Also, I believe i have now deleted your texts but my memory of them is
that you asked me to get back in touch if I had any ideas about other
ways for you to get to see your notes. I think i have made it clear that
i don't know and so i have nothing to text you back with.
I hope that we can move things forward in a reasonably timely manner but
the 2 issues as i hope are clear are not entirely in my hands. I have
done as agreed and spoken to Dr F- and gained provisional agreement for a
117 discharge. Dr F- will need to write to your GP and await a reply.
Once this is done we will gladly move forward but I'm afraid there will
be need for a degree of patience.
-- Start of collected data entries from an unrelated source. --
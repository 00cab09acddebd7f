//! Value repository: snapshot loading and row conversion.

use std::str::FromStr;

use rust_decimal::Decimal;
use sea_orm::{ColumnTrait, ConnectionTrait, DatabaseConnection, EntityTrait, QueryFilter, QueryOrder, Set};
use serde::Serialize;
use serde::de::DeserializeOwned;
use tessera_core::value::Value;
use tessera_shared::types::{ContactId, TenantId, ValueId};

use super::error::RepositoryError;
use crate::entities::values;

const TABLE: &str = "values";

/// Read access to values.
#[derive(Debug, Clone)]
pub struct ValueRepository {
    db: DatabaseConnection,
}

impl ValueRepository {
    /// Creates a new value repository.
    #[must_use]
    pub const fn new(db: DatabaseConnection) -> Self {
        Self { db }
    }

    /// Finds a value by id.
    ///
    /// # Errors
    ///
    /// Returns an error if the query fails or the row cannot be decoded.
    pub async fn find(&self, tenant_id: &TenantId, id: &ValueId) -> Result<Option<Value>, RepositoryError> {
        find(&self.db, tenant_id, id).await
    }

    /// Finds a value by its redemption code.
    ///
    /// # Errors
    ///
    /// Returns an error if the query fails or the row cannot be decoded.
    pub async fn find_by_code(&self, tenant_id: &TenantId, code: &str) -> Result<Option<Value>, RepositoryError> {
        values::Entity::find()
            .filter(values::Column::TenantId.eq(tenant_id.as_str()))
            .filter(values::Column::Code.eq(code))
            .one(&self.db)
            .await?
            .map(Value::try_from_model)
            .transpose()
    }

    /// Lists the values owned by a contact, oldest first.
    ///
    /// # Errors
    ///
    /// Returns an error if the query fails or a row cannot be decoded.
    pub async fn list_by_contact(
        &self,
        tenant_id: &TenantId,
        contact_id: &ContactId,
    ) -> Result<Vec<Value>, RepositoryError> {
        values::Entity::find()
            .filter(values::Column::TenantId.eq(tenant_id.as_str()))
            .filter(values::Column::ContactId.eq(contact_id.as_str()))
            .order_by_asc(values::Column::CreatedDate)
            .order_by_asc(values::Column::Id)
            .all(&self.db)
            .await?
            .into_iter()
            .map(Value::try_from_model)
            .collect()
    }

    /// Loads several values by id. Missing ids are left out.
    ///
    /// # Errors
    ///
    /// Returns an error if the query fails or a row cannot be decoded.
    pub async fn find_many(&self, tenant_id: &TenantId, ids: &[ValueId]) -> Result<Vec<Value>, RepositoryError> {
        if ids.is_empty() {
            return Ok(Vec::new());
        }
        values::Entity::find()
            .filter(values::Column::TenantId.eq(tenant_id.as_str()))
            .filter(values::Column::Id.is_in(ids.iter().map(ValueId::as_str)))
            .all(&self.db)
            .await?
            .into_iter()
            .map(Value::try_from_model)
            .collect()
    }
}

/// Loads one value on any connection, including an open transaction.
pub(crate) async fn find<C: ConnectionTrait>(
    conn: &C,
    tenant_id: &TenantId,
    id: &ValueId,
) -> Result<Option<Value>, RepositoryError> {
    values::Entity::find_by_id((tenant_id.to_string(), id.to_string()))
        .one(conn)
        .await?
        .map(Value::try_from_model)
        .transpose()
}

/// Conversion between the domain value and its row.
pub(crate) trait ValueRow: Sized {
    fn try_from_model(model: values::Model) -> Result<Self, RepositoryError>;
    fn to_active_model(&self) -> Result<values::ActiveModel, RepositoryError>;
}

impl ValueRow for Value {
    fn try_from_model(model: values::Model) -> Result<Self, RepositoryError> {
        let corrupt = |e: &dyn std::fmt::Display| RepositoryError::corrupt(TABLE, format!("{}: {e}", model.id));

        Ok(Self {
            tenant_id: TenantId::parse(model.tenant_id.as_str()).map_err(|e| corrupt(&e))?,
            id: ValueId::parse(model.id.as_str()).map_err(|e| corrupt(&e))?,
            currency: model.currency.clone(),
            balance: model.balance,
            uses_remaining: model.uses_remaining,
            program_id: model.program_id.as_deref().map(str::parse).transpose().map_err(|e| corrupt(&e))?,
            contact_id: model.contact_id.as_deref().map(str::parse).transpose().map_err(|e| corrupt(&e))?,
            code: model.code.clone(),
            is_generic_code: model.is_generic_code,
            generic_code_options: decode_json(model.generic_code_options.as_deref())?,
            attached_from_value_id: model
                .attached_from_value_id
                .as_deref()
                .map(str::parse)
                .transpose()
                .map_err(|e| corrupt(&e))?,
            pretax: model.pretax,
            active: model.active,
            frozen: model.frozen,
            canceled: model.canceled,
            discount: model.discount,
            discount_seller_liability: model
                .discount_seller_liability
                .as_deref()
                .map(Decimal::from_str)
                .transpose()
                .map_err(|e| corrupt(&e))?,
            discount_seller_liability_rule: decode_json(model.discount_seller_liability_rule.as_deref())?,
            redemption_rule: decode_json(model.redemption_rule.as_deref())?,
            balance_rule: decode_json(model.balance_rule.as_deref())?,
            start_date: model.start_date,
            end_date: model.end_date,
            metadata: serde_json::from_str(&model.metadata).map_err(|e| corrupt(&e))?,
            created_date: model.created_date,
            updated_date: model.updated_date,
            created_by: model.created_by.clone(),
        })
    }

    fn to_active_model(&self) -> Result<values::ActiveModel, RepositoryError> {
        Ok(values::ActiveModel {
            tenant_id: Set(self.tenant_id.to_string()),
            id: Set(self.id.to_string()),
            currency: Set(self.currency.clone()),
            balance: Set(self.balance),
            uses_remaining: Set(self.uses_remaining),
            program_id: Set(self.program_id.as_ref().map(ToString::to_string)),
            contact_id: Set(self.contact_id.as_ref().map(ToString::to_string)),
            code: Set(self.code.clone()),
            is_generic_code: Set(self.is_generic_code),
            generic_code_options: Set(encode_json(self.generic_code_options.as_ref())?),
            attached_from_value_id: Set(self.attached_from_value_id.as_ref().map(ToString::to_string)),
            pretax: Set(self.pretax),
            active: Set(self.active),
            frozen: Set(self.frozen),
            canceled: Set(self.canceled),
            discount: Set(self.discount),
            discount_seller_liability: Set(self.discount_seller_liability.map(|d| d.to_string())),
            discount_seller_liability_rule: Set(encode_json(self.discount_seller_liability_rule.as_ref())?),
            redemption_rule: Set(encode_json(self.redemption_rule.as_ref())?),
            balance_rule: Set(encode_json(self.balance_rule.as_ref())?),
            start_date: Set(self.start_date),
            end_date: Set(self.end_date),
            metadata: Set(serde_json::to_string(&self.metadata)?),
            created_date: Set(self.created_date),
            updated_date: Set(self.updated_date),
            created_by: Set(self.created_by.clone()),
        })
    }
}

pub(crate) fn encode_json<T: Serialize>(value: Option<&T>) -> Result<Option<String>, RepositoryError> {
    Ok(value.map(serde_json::to_string).transpose()?)
}

pub(crate) fn decode_json<T: DeserializeOwned>(raw: Option<&str>) -> Result<Option<T>, RepositoryError> {
    Ok(raw.map(serde_json::from_str).transpose()?)
}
I hope that everything is now clear or
at least as clear as it can be at the present moment.
Having read through what i have written it might be interpreted as being
a little defensive - it is not intended in this light. I am merely
trying to clarify things. I hope that you will take it as such
--------------------------------------
> [quoted text muted]
Well that would be pretty expected if, as usual, the issue gets clouded
and shifted onto irrelevant matters.
> [quoted text muted]
This is odd. In my criticism I did not specify the NHS at all.
However, if you wish to make such assumptions and extend statements in
such a way, so be it. I have to wonder about your perception of the
recipient and what you are trying to achieve if you are making
such extensions and using such terms.
Either I have full and open access or I do not. It was made
abundantly and aggressively clear years ago that information would not
be fully accessible to me under any circumstances in the imagination of
those promoting that view. It was a short-term fix that has failed in
the long-term because, even at the point of a supposed discharge, the
policy that supports these roles and ideas is maintained because of
the extent to which that policy could be implemented. Only openness can
bring them to an end, leading to a successful discharge in the
long-term, while restrictions will only maintain them.
The incredibility and failure of your assurances is something to take up
with those people, not me. Certainly that is the case if it really is
the view that I am to regain meaningful independent and productive
living, rather than a convenient misinterpretation of the
terms. Ultimately, I have little, if any, say in whether it is possible
for me to ever live independently and actually enjoy life fully.
> [quoted text muted]
Well, neither am I, considering that there is unlikely to be a rational
and open discussion. It is no real surprise, since I am accustomed to
having people in the unnatural position of being able to ask me
questions about specific topics only to deny all knowledge of anything
related to the specifics of what they have just brought up.
Unfortunately,
medics first established and legitimised this approach after the horse
had clearly and unavoidably bolted from their own mouths. It is a
policy that has been unsuccessful, but seems to have to be seen to be
successful. It really is the stuff of satire and it is something I
never encountered before this policy was implemented.
> [quoted text muted]
Interesting terminology. However, I have already tried to
establish that there is a tendency to cloud the issue, so I will at
least try to buck the trend and avoid being led into irrelevant and
diversionary arguments.
> [quoted text muted]
Actually, I wanted updating because I don't want a cloud hanging over
tomorrow or Wednesday, the dates of the FA Cup Final and the Champions
League Final. The approach you are adopting here is your problem.
Perhaps it would be better to just say that you will endeavour to even
avoid informing me about how I am going to be kept uninformed.
> [quoted text muted]
Then it is a bit silly to be stating that the process could be arranged
in days. Another instance of misplaced assurances, perhaps?
> [quoted text muted]
Wanting an update so I can sit back and enjoy the Cup Finals without
wondering what people with such input are doing is an unnecessary
diversion and a bore, but hardly something to make me lose patience.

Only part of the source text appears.